**ENTRIES SUPPLIED**
//! Budget-versus-actual progress for a single month.

use std::collections::HashMap;

use crate::ledger::{category, BudgetMap, BudgetProgress, BudgetTier, Transaction, YearMonth};

/// Stateless budgeting utilities over a transaction slice.
pub struct BudgetService;

impl BudgetService {
    /// One entry per budgeted category, in registry order.
    ///
    /// `spent` sums the category's expenses dated in `month`; the percentage is left
    /// unclamped so overspending stays visible.
    pub fn budget_utilization(
        transactions: &[Transaction],
        budgets: &BudgetMap,
        month: YearMonth,
    ) -> Vec<BudgetProgress> {
        let spent = Self::month_expenses(transactions, month);
        let mut progress = budgets
            .iter()
            .map(|(key, &limit)| {
                let spent = spent.get(key.as_str()).copied().unwrap_or(0.0);
                let percentage = spent / limit * 100.0;
                BudgetProgress {
                    category: key.clone(),
                    label: category::label_for(key).to_string(),
                    spent,
                    limit,
                    percentage,
                    tier: BudgetTier::for_percentage(percentage),
                }
            })
            .collect::<Vec<_>>();
        progress.sort_by_key(|entry| category::expense_position(&entry.category));
        progress
    }

    /// Expense totals per category for `month`.
    pub fn month_expenses(transactions: &[Transaction], month: YearMonth) -> HashMap<&str, f64> {
        let mut spent = HashMap::new();
        for txn in transactions
            .iter()
            .filter(|txn| txn.is_expense() && month.contains(txn.date))
        {
            *spent.entry(txn.category.as_str()).or_insert(0.0) += txn.amount;
        }
        spent
    }
}
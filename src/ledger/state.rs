use std::{fmt, str::FromStr};

use uuid::Uuid;

use super::month::YearMonth;
use super::transaction::Transaction;

/// Month restriction applied to the transaction list.
#[derive(Debug, Clone, Copy, Default, PartialEq, Eq)]
pub enum MonthFilter {
    #[default]
    All,
    Month(YearMonth),
}

impl MonthFilter {
    pub fn matches(&self, txn: &Transaction) -> bool {
        match self {
            MonthFilter::All => true,
            MonthFilter::Month(month) => month.contains(txn.date),
        }
    }
}

impl fmt::Display for MonthFilter {
    fn fmt(&self, f: &mut fmt::Formatter<'_>) -> fmt::Result {
        match self {
            MonthFilter::All => f.write_str("all"),
            MonthFilter::Month(month) => write!(f, "{month}"),
        }
    }
}

impl FromStr for MonthFilter {
    type Err = String;

    fn from_str(value: &str) -> Result<Self, Self::Err> {
        if value.trim().eq_ignore_ascii_case("all") {
            Ok(MonthFilter::All)
        } else {
            value.parse().map(MonthFilter::Month)
        }
    }
}

/// Session state: the ordered transaction collection plus transient view settings.
#[derive(Debug, Clone, Default)]
pub struct AppState {
    pub transactions: Vec<Transaction>,
    pub current_filter: MonthFilter,
    pub search_query: String,
    pub editing_id: Option<Uuid>,
}

impl AppState {
    pub fn with_transactions(transactions: Vec<Transaction>) -> Self {
        Self {
            transactions,
            ..Self::default()
        }
    }

    /// Transactions passing both the month filter and the description search, in
    /// collection order.
    pub fn filtered_view(&self) -> Vec<&Transaction> {
        filter_transactions(&self.transactions, self.current_filter, &self.search_query)
    }
}

pub fn filter_transactions<'a>(
    transactions: &'a [Transaction],
    filter: MonthFilter,
    query: &str,
) -> Vec<&'a Transaction> {
    let needle = query.trim().to_lowercase();
    transactions
        .iter()
        .filter(|txn| filter.matches(txn))
        .filter(|txn| needle.is_empty() || txn.description.to_lowercase().contains(&needle))
        .collect()
}

#[cfg(test)]
mod tests {
    use super::*;
    use crate::ledger::transaction::NewTransaction;
    use chrono::NaiveDate;

    fn txn(date: &str, description: &str) -> Transaction {
        let date = NaiveDate::parse_from_str(date, "%Y-%m-%d").unwrap();
        Transaction::from_record(
            Uuid::new_v4(),
            NewTransaction::expense(10.0, "groceries", date, description),
        )
    }

    fn state() -> AppState {
        AppState::with_transactions(vec![
            txn("2026-02-12", "Monthly grocery shopping"),
            txn("2026-02-10", "Concert tickets"),
            txn("2026-01-15", "Weekly grocery shopping"),
        ])
    }

    #[test]
    fn default_view_is_whole_collection() {
        let state = state();
        let view = state.filtered_view();
        assert_eq!(view.len(), 3);
        assert!(view
            .iter()
            .zip(state.transactions.iter())
            .all(|(a, b)| a.id == b.id));
    }

    #[test]
    fn month_and_search_compose() {
        let mut state = state();
        state.current_filter = "2026-02".parse().unwrap();
        assert_eq!(state.filtered_view().len(), 2);

        state.search_query = "  GROCERY ".into();
        let view = state.filtered_view();
        assert_eq!(view.len(), 1);
        assert_eq!(view[0].description, "Monthly grocery shopping");
    }

    #[test]
    fn whitespace_query_is_ignored() {
        let mut state = state();
        state.search_query = "   ".into();
        assert_eq!(state.filtered_view().len(), 3);
    }

    #[test]
    fn parses_filter_values() {
        assert_eq!("all".parse::<MonthFilter>().unwrap(), MonthFilter::All);
        assert_eq!(
            "2026-02".parse::<MonthFilter>().unwrap().to_string(),
            "2026-02"
        );
        assert!("February".parse::<MonthFilter>().is_err());
    }
}
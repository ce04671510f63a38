use dirs::home_dir;
use std::{
    env,
    path::{Path, PathBuf},
};

const DEFAULT_DIR_NAME: &str = ".bucks_core";
const HOME_ENV: &str = "BUCKS_CORE_HOME";
const STORE_DIR: &str = "store";
const EXPORT_DIR: &str = "exports";

/// Returns the application data directory, defaulting to `~/.bucks_core`.
pub fn app_data_dir() -> PathBuf {
    if let Some(custom) = env::var_os(HOME_ENV) {
        return PathBuf::from(custom);
    }
    home_dir()
        .unwrap_or_else(|| PathBuf::from("."))
        .join(DEFAULT_DIR_NAME)
}

pub fn store_dir_in(base: &Path) -> PathBuf {
    base.join(STORE_DIR)
}

/// Default destination for exported CSV/JSON files.
pub fn export_dir_in(base: &Path) -> PathBuf {
    base.join(EXPORT_DIR)
}
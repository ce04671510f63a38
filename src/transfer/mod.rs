//! CSV and JSON file exchange for the transaction collection.

pub mod export;
pub mod import;

pub use export::{export_file_name, to_csv, to_json};
pub use import::{
    commit_import, import_file, parse_and_validate, Confirmation, ImportFormat, ImportOutcome,
    ImportPreview, RowDiagnostic, ValidationIssue,
};

/// Column order shared by CSV export and import.
pub const CSV_HEADER: [&str; 5] = ["Date", "Type", "Category", "Amount", "Description"];
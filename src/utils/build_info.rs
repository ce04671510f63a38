/// Compile-time build metadata produced by `build.rs`.
#[derive(Debug, Clone, Copy)]
pub struct BuildMetadata {
    pub version: &'static str,
    pub git_hash: &'static str,
    pub git_status: &'static str,
    pub timestamp: &'static str,
    pub target: &'static str,
    pub profile: &'static str,
}

impl BuildMetadata {
    /// One-line description used by `bucks_core_cli version`.
    pub fn summary(&self) -> String {
        format!(
            "bucks_core {} ({} {}, built {} for {} [{}])",
            self.version, self.git_hash, self.git_status, self.timestamp, self.target, self.profile
        )
    }
}

pub fn current() -> BuildMetadata {
    BuildMetadata {
        version: env!("CARGO_PKG_VERSION"),
        git_hash: option_env!("BUCKS_CORE_BUILD_HASH").unwrap_or("unknown"),
        git_status: option_env!("BUCKS_CORE_BUILD_STATUS").unwrap_or("unknown"),
        timestamp: option_env!("BUCKS_CORE_BUILD_TIMESTAMP").unwrap_or("unknown"),
        target: option_env!("BUCKS_CORE_BUILD_TARGET").unwrap_or("unknown"),
        profile: option_env!("BUCKS_CORE_BUILD_PROFILE").unwrap_or("unknown"),
    }
}
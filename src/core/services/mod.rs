pub mod budget_service;
pub mod summary_service;

pub use budget_service::BudgetService;
pub use summary_service::{CategoryTotal, MonthlyBucket, SummaryService, SummaryTotals};
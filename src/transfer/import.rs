use std::{fmt, fs, path::Path};

use chrono::{DateTime, NaiveDate};
use serde_json::Value;

use crate::core::TransactionStore;
use crate::errors::{Result, TrackerError};
use crate::ledger::{category, NewTransaction, TransactionKind};

/// Diagnostics beyond this count are summarised instead of logged one by one.
const MAX_LOGGED_DIAGNOSTICS: usize = 10;

#[derive(Debug, Clone, Copy, PartialEq, Eq)]
pub enum ImportFormat {
    Csv,
    Json,
}

impl ImportFormat {
    /// Case-insensitive match on `csv` or `json`, with or without a leading dot.
    pub fn from_extension(extension: &str) -> Result<Self> {
        let normalized = extension.trim().trim_start_matches('.').to_ascii_lowercase();
        match normalized.as_str() {
            "csv" => Ok(ImportFormat::Csv),
            "json" => Ok(ImportFormat::Json),
            _ => Err(TrackerError::Format(format!(
                "unsupported format `{extension}`; use CSV or JSON files"
            ))),
        }
    }

    pub fn from_path(path: &Path) -> Result<Self> {
        let extension = path
            .extension()
            .and_then(|ext| ext.to_str())
            .unwrap_or_default();
        Self::from_extension(extension)
    }
}

impl fmt::Display for ImportFormat {
    fn fmt(&self, f: &mut fmt::Formatter<'_>) -> fmt::Result {
        match self {
            ImportFormat::Csv => f.write_str("CSV"),
            ImportFormat::Json => f.write_str("JSON"),
        }
    }
}

#[derive(Debug, Clone, Copy, PartialEq, Eq)]
pub enum ValidationIssue {
    InvalidType,
    InvalidAmount,
    MissingCategory,
    InvalidDate,
    MissingDescription,
}

impl fmt::Display for ValidationIssue {
    fn fmt(&self, f: &mut fmt::Formatter<'_>) -> fmt::Result {
        let text = match self {
            ValidationIssue::InvalidType => "invalid type",
            ValidationIssue::InvalidAmount => "invalid amount",
            ValidationIssue::MissingCategory => "missing category",
            ValidationIssue::InvalidDate => "invalid date",
            ValidationIssue::MissingDescription => "missing description",
        };
        f.write_str(text)
    }
}

/// Problems found in one candidate record. `row` is 1-based over the parsed records.
#[derive(Debug, Clone, PartialEq, Eq)]
pub struct RowDiagnostic {
    pub row: usize,
    pub issues: Vec<ValidationIssue>,
}

impl fmt::Display for RowDiagnostic {
    fn fmt(&self, f: &mut fmt::Formatter<'_>) -> fmt::Result {
        write!(f, "Row {}: ", self.row)?;
        for (position, issue) in self.issues.iter().enumerate() {
            if position > 0 {
                f.write_str(", ")?;
            }
            write!(f, "{issue}")?;
        }
        Ok(())
    }
}

/// Parsed and validated file contents awaiting confirmation.
#[derive(Debug, Clone, PartialEq)]
pub struct ImportPreview {
    pub accepted: Vec<NewTransaction>,
    /// Candidate records that reached validation.
    pub attempted: usize,
    /// CSV lines dropped before validation for having too few columns.
    pub skipped_rows: usize,
    pub diagnostics: Vec<RowDiagnostic>,
    pub format: ImportFormat,
}

impl ImportPreview {
    pub fn summary(&self) -> String {
        format!(
            "Import {} transaction(s)? This will add them to your existing data.",
            self.accepted.len()
        )
    }

    pub fn rejected(&self) -> usize {
        self.diagnostics.len()
    }
}

#[derive(Debug, Clone, Copy, PartialEq, Eq)]
pub enum Confirmation {
    Confirmed,
    Declined,
}

impl From<bool> for Confirmation {
    fn from(confirmed: bool) -> Self {
        if confirmed {
            Confirmation::Confirmed
        } else {
            Confirmation::Declined
        }
    }
}

#[derive(Debug, Clone, Copy, PartialEq, Eq)]
pub enum ImportOutcome {
    Declined,
    Imported { count: usize },
}

/// Loosely typed record as read from a file, before validation.
#[derive(Debug, Default)]
struct Candidate {
    kind: Option<String>,
    amount: Option<f64>,
    category: Option<String>,
    date: Option<String>,
    description: Option<String>,
}

/// Decodes `bytes` according to `extension` and validates every record.
///
/// Invalid records are dropped and reported in [`ImportPreview::diagnostics`]. Fails
/// with [`TrackerError::Format`] when the file cannot be read as the given format or
/// when no record survives validation.
pub fn parse_and_validate(bytes: &[u8], extension: &str) -> Result<ImportPreview> {
    let format = ImportFormat::from_extension(extension)?;
    let text = std::str::from_utf8(bytes)
        .map_err(|_| TrackerError::Format("file is not valid UTF-8 text".into()))?;

    let (candidates, skipped_rows) = match format {
        ImportFormat::Json => (parse_json(text)?, 0),
        ImportFormat::Csv => parse_csv(text)?,
    };
    let attempted = candidates.len();

    let mut accepted = Vec::new();
    let mut diagnostics = Vec::new();
    for (index, candidate) in candidates.into_iter().enumerate() {
        match validate(candidate) {
            Ok(record) => accepted.push(record),
            Err(issues) => diagnostics.push(RowDiagnostic {
                row: index + 1,
                issues,
            }),
        }
    }

    for diagnostic in diagnostics.iter().take(MAX_LOGGED_DIAGNOSTICS) {
        tracing::warn!(%format, "import warning: {diagnostic}");
    }
    if diagnostics.len() > MAX_LOGGED_DIAGNOSTICS {
        tracing::warn!(
            %format,
            rejected = diagnostics.len(),
            "further import warnings suppressed"
        );
    }

    if accepted.is_empty() {
        return Err(TrackerError::Format("no valid transactions found".into()));
    }

    tracing::debug!(
        %format,
        accepted = accepted.len(),
        attempted,
        skipped_rows,
        "parsed import file"
    );
    Ok(ImportPreview {
        accepted,
        attempted,
        skipped_rows,
        diagnostics,
        format,
    })
}

/// Appends the previewed records when confirmed. Declining leaves the store untouched.
pub fn commit_import(
    store: &mut TransactionStore,
    preview: ImportPreview,
    confirmation: Confirmation,
) -> Result<ImportOutcome> {
    if confirmation == Confirmation::Declined {
        tracing::debug!(pending = preview.accepted.len(), "import declined");
        return Ok(ImportOutcome::Declined);
    }
    let count = store.append_all(preview.accepted)?;
    tracing::info!(count, format = %preview.format, "imported transactions");
    Ok(ImportOutcome::Imported { count })
}

/// Reads `path`, validates it and commits once `confirm` approves the preview.
pub fn import_file<F>(store: &mut TransactionStore, path: &Path, confirm: F) -> Result<ImportOutcome>
where
    F: FnOnce(&ImportPreview) -> Result<Confirmation>,
{
    let format = ImportFormat::from_path(path)?;
    let bytes = fs::read(path)?;
    let extension = match format {
        ImportFormat::Csv => "csv",
        ImportFormat::Json => "json",
    };
    let preview = parse_and_validate(&bytes, extension)?;
    let confirmation = confirm(&preview)?;
    commit_import(store, preview, confirmation)
}

fn parse_json(text: &str) -> Result<Vec<Candidate>> {
    let value: Value = serde_json::from_str(text)
        .map_err(|err| TrackerError::Format(format!("invalid JSON: {err}")))?;
    let records = match value {
        Value::Array(records) => records,
        Value::Object(mut object) => match object.remove("transactions") {
            Some(Value::Array(records)) => records,
            _ => {
                return Err(TrackerError::Format(
                    "expected a `transactions` array".into(),
                ))
            }
        },
        _ => {
            return Err(TrackerError::Format(
                "expected an array of transactions".into(),
            ))
        }
    };
    Ok(records.iter().map(candidate_from_json).collect())
}

fn candidate_from_json(value: &Value) -> Candidate {
    let text = |field: &str| value.get(field).and_then(Value::as_str).map(str::to_string);
    let amount = match value.get("amount") {
        Some(Value::Number(number)) => number.as_f64(),
        Some(Value::String(raw)) => raw.trim().parse().ok(),
        _ => None,
    };
    Candidate {
        kind: text("type"),
        amount,
        category: text("category"),
        date: text("date"),
        description: text("description"),
    }
}

fn parse_csv(text: &str) -> Result<(Vec<Candidate>, usize)> {
    let text = text.trim();
    if text.lines().count() < 2 {
        return Err(TrackerError::Format("CSV file is empty or invalid".into()));
    }

    let mut candidates = Vec::new();
    let mut skipped = 0;
    for line in text.lines().skip(1) {
        let record = match tokenize_line(line) {
            Ok(record) => record,
            Err(err) => {
                tracing::debug!(error = %err, "skipping unreadable CSV line");
                skipped += 1;
                continue;
            }
        };
        if record.len() < 5 {
            skipped += 1;
            continue;
        }
        candidates.push(Candidate {
            date: Some(record[0].to_string()),
            kind: Some(record[1].to_lowercase()),
            category: Some(category::key_for_label(&record[2])),
            amount: record[3].parse().ok(),
            description: Some(record[4].to_string()),
        });
    }
    Ok((candidates, skipped))
}

/// Splits one line into trimmed fields. Quotes never continue past the line end.
fn tokenize_line(line: &str) -> csv::Result<csv::StringRecord> {
    let mut reader = csv::ReaderBuilder::new()
        .has_headers(false)
        .flexible(true)
        .trim(csv::Trim::All)
        .from_reader(line.as_bytes());
    let mut record = csv::StringRecord::new();
    reader.read_record(&mut record)?;
    Ok(record)
}

fn validate(candidate: Candidate) -> std::result::Result<NewTransaction, Vec<ValidationIssue>> {
    let mut issues = Vec::new();

    let kind = candidate
        .kind
        .as_deref()
        .and_then(|raw| raw.parse::<TransactionKind>().ok());
    if kind.is_none() {
        issues.push(ValidationIssue::InvalidType);
    }
    let amount = candidate
        .amount
        .filter(|amount| amount.is_finite() && *amount > 0.0);
    if amount.is_none() {
        issues.push(ValidationIssue::InvalidAmount);
    }
    let category = candidate
        .category
        .filter(|category| !category.trim().is_empty());
    if category.is_none() {
        issues.push(ValidationIssue::MissingCategory);
    }
    let date = candidate.date.as_deref().and_then(parse_date);
    if date.is_none() {
        issues.push(ValidationIssue::InvalidDate);
    }
    let description = candidate
        .description
        .filter(|description| !description.trim().is_empty());
    if description.is_none() {
        issues.push(ValidationIssue::MissingDescription);
    }

    match (kind, amount, category, date, description) {
        (Some(kind), Some(amount), Some(category), Some(date), Some(description)) => Ok(
            NewTransaction::new(kind, amount, category, date, description),
        ),
        _ => Err(issues),
    }
}

/// Accepts `YYYY-MM-DD`, `YYYY/MM/DD` and RFC 3339 date-times, keeping the date as written.
fn parse_date(raw: &str) -> Option<NaiveDate> {
    let raw = raw.trim();
    NaiveDate::parse_from_str(raw, "%Y-%m-%d")
        .ok()
        .or_else(|| DateTime::parse_from_rfc3339(raw).ok().map(|dt| dt.date_naive()))
        .or_else(|| NaiveDate::parse_from_str(raw, "%Y/%m/%d").ok())
}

**YOUR ASSIGNMENT**
From the listing above, copy all lines holding the word "expected".

**EXERCISE RESULT**
                    "expected a `transactions` array".into(),
                "expected an array of transactions".into(),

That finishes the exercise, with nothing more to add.